Happy "Fodder's Day"

It’s almost like he knew about this blog and that Brian provides me with an infinite amount of fodder for it.

For example, have I told you about the time Brian asked me to find his “argoyle” socks? As in, a cross between argyle and a cement demon figure that adorns every chapel in Europe.

Or the time we were in the middle of a budget meeting and he wanted to discuss our “transgressionary income.” As in, the excess money we have each month that we choose to spend . . . while we sin.

I’ll admit that I pick on my husband constantly, but it’s his fault that he’s so stinking cute when he’s publicly humiliated.

Totally kidding, y’all.

I would need more than 15 readers for this blog to be considered “public.”

And speaking of public, if your social media feeds looked like mine last week, you were struck with a virtual tidal wave of vintage photos of your acquaintances’ fathers in plaid polyester.

Don’t get me wrong, every Father’s Day social media tribute I read was super sweet. Sweet like a Krispy Kreme donut. But if you eat 37 dozen Krispy Kreme donuts, you spend the rest of the day throwing up and cursing Krispy Kreme, am I right?

It’s almost like the sappy Facebook status update is the new Hallmark card. Only, we’re all forced to read each other’s Hallmark cards on EVERY. SINGLE. HOLIDAY.

[Forced? I never said you had to be my Facebook friend, you jerk.]

I think Hallmark needs to revisit their business model and offer Facebook status update templates. For $6.99, this could be your status update:

“Daddy, I still remember when I would dance on top of your feet. Thanks to your love and support, I now dance on top of the world.”

Cue the dry heaves. 

Given the onslaught of sappiness that invades blogs and social media on every major holiday, I debated whether I should even publish a post-Father’s Day post in addition to my own sappy social media tributes.

My Daddy and Me

[So, she makes fun of sappy posts even though she does them herself?]

I didn’t say I was immune, people. I may be sick of Krispy Kreme, but I’m still gonna pull the car over when I see the hot light.
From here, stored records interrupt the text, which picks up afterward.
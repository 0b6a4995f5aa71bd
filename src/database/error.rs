use thiserror::Error;

/// Errors raised by the store client, its engines, and the middleware chain
#[derive(Debug, Error)]
pub enum DatabaseError {
    #[error("Missing configuration: {0}")]
    ConfigMissing(&'static str),

    #[error("Unknown model: {0}")]
    UnknownModel(String),

    #[error("Unknown field '{field}' on model {model}")]
    UnknownField { model: String, field: String },

    #[error("Argument '{field}' is missing for {model}")]
    MissingField { model: String, field: String },

    #[error("Invalid value for {model}.{field}: {reason}")]
    InvalidValue {
        model: String,
        field: String,
        reason: String,
    },

    #[error("Invalid query arguments: {0}")]
    InvalidArgs(String),

    #[error("Not found: {0}")]
    NotFound(String),

    #[error("Unique constraint failed on {model}.{field}")]
    UniqueViolation { model: String, field: String },

    #[error("Foreign key constraint failed on {model}.{field}")]
    ForeignKeyViolation { model: String, field: String },

    #[error("Serialization error: {0}")]
    Serialization(#[from] serde_json::Error),

    #[error("Migration error: {0}")]
    Migration(#[from] sqlx::migrate::MigrateError),

    #[error(transparent)]
    Sqlx(#[from] sqlx::Error),
}

impl DatabaseError {
    pub fn unknown_field(model: &str, field: &str) -> Self {
        DatabaseError::UnknownField {
            model: model.to_string(),
            field: field.to_string(),
        }
    }

    pub fn missing_field(model: &str, field: &str) -> Self {
        DatabaseError::MissingField {
            model: model.to_string(),
            field: field.to_string(),
        }
    }

    pub fn invalid_value(model: &str, field: &str, reason: impl Into<String>) -> Self {
        DatabaseError::InvalidValue {
            model: model.to_string(),
            field: field.to_string(),
            reason: reason.into(),
        }
    }

    pub fn unique_violation(model: &str, field: &str) -> Self {
        DatabaseError::UniqueViolation {
            model: model.to_string(),
            field: field.to_string(),
        }
    }

    pub fn foreign_key_violation(model: &str, field: &str) -> Self {
        DatabaseError::ForeignKeyViolation {
            model: model.to_string(),
            field: field.to_string(),
        }
    }
}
If you’re keeping track, the past 400 words serve as a disclaimer. In other words you’re about to eat 37 dozen donuts.


My Beloved Brian,

The first time I looked into your walnut-brown eyes I knew that . . .

Kidding, y’all. I won’t make you read that.


Dear Brian,

I’d like to take a break from my usual sarcasm to tell you why I believe you are an incredible dad. Not just that you are an incredible dad, but why. So, I compiled a list of 5 things incredible dads DON’T do.

5 Things Incredible Dads DON'T Do

1) Incredible dads DON’T forget that their most important earthly relationship is with the mother of their children.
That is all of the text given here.